A ladeira, a névoa e o vôo

6 0 0
                                    


Lá vinha ele, descendo a mesma ladeira dos últimos 05 anos. Cansado, como nos últimos 05 anos. "Caminhando a essa hora da noite?" era a frase que ele mais ouvia. E explicava, calmamente, que era o único horário em que ele não precisava correr de um lado pro outro (sabe como é vida de professor, né?), então era o horário que ele pensava nas coisas dele. O trabalho, a família, os amigos, os parentes, os projetos... Era hora de organizar a cabeça. Ou de bagunçar ainda mais. E nessas de ficar meditabundo, a cabeça começou a rodar coisas mais ou menos assim:

– Quantos alunos e ex-alunos meus já devem ter me visto várias vezes descendo essa ladeira?
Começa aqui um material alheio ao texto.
//! Import of skeletons given as vertex and edge lists.

use super::GraphStore;
use crate::{
    errors::{GraphStoreError, Result},
    types::{NodeID, Position, SegmentID},
};

/// A single skeleton with local vertex indices.
#[derive(Serialize, Deserialize, Clone, Debug, Default, PartialEq)]
pub struct Skeleton {
    /// Vertex coordinates in (z, y, x) order.
    pub vertices: Vec<Position>,
    /// Edges as pairs of indexes into `vertices`.
    pub edges: Vec<(usize, usize)>,
}

impl GraphStore {
    /// Build a graph store from a list of skeletons.
    ///
    /// The ground-truth segment of each node is the position of its skeleton
    /// in the list. Node IDs are assigned consecutively, so the resulting
    /// store always has dense IDs. Skeletons without edges are skipped, but
    /// still consume a segment ID. If a `resolution` is given, the vertex
    /// coordinates are scaled by it per axis. Edge weights are the Euclidean
    /// length of the edges.
    pub fn from_skeletons<'a, I>(skeletons: I, resolution: Option<[f32; 3]>) -> Result<GraphStore>
    where
        I: IntoIterator<Item = &'a Skeleton>,
    {
        let mut graph = GraphStore::new();
        let mut offset: NodeID = 0;

        for (skeleton_idx, skeleton) in skeletons.into_iter().enumerate() {
            if skeleton.edges.is_empty() {
                debug!("skipping skeleton {} without edges", skeleton_idx);
                continue;
            }
            let segment = skeleton_idx as SegmentID;

            for (i, vertex) in skeleton.vertices.iter().enumerate() {
                let position = match resolution {
                    Some(res) => [vertex[0] * res[0], vertex[1] * res[1], vertex[2] * res[2]],
                    None => *vertex,
                };
                graph.add_node(offset + i as NodeID, segment, Some(position))?;
            }

            for (a, b) in skeleton.edges.iter() {
                for vertex in [a, b] {
                    if *vertex >= skeleton.vertices.len() {
                        return Err(GraphStoreError::InvalidSkeletonEdge {
                            skeleton: skeleton_idx,
                            vertex: *vertex,
                            vertices: skeleton.vertices.len(),
                        });
                    }
                }
                graph.add_edge_from_positions(offset + *a as NodeID, offset + *b as NodeID)?;
            }

            offset += skeleton.vertices.len() as NodeID;
        }

        debug!(
            "imported {} nodes and {} edges from skeletons",
            graph.node_count(),
            graph.edge_count()
        );
        Ok(graph)
    }
}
Falar sozinho era hábito de infância, jamais perdido. Caminhar longas distâncias também. E ele se preocupou em ser visto, depois de tanto tempo, mesmo sabendo que, naquela hora da noite, os poucos carros que ali passavam não iam se importar com um transeunte de mochila nas costas.

– Eles devem pensar "mas que miserável, faz a mesma coisa, trabalha há tanto tempo, nem grana pra comprar um carro teve, que perdedor" – e tomou um gole d'água. Quantos, nestes anos todos?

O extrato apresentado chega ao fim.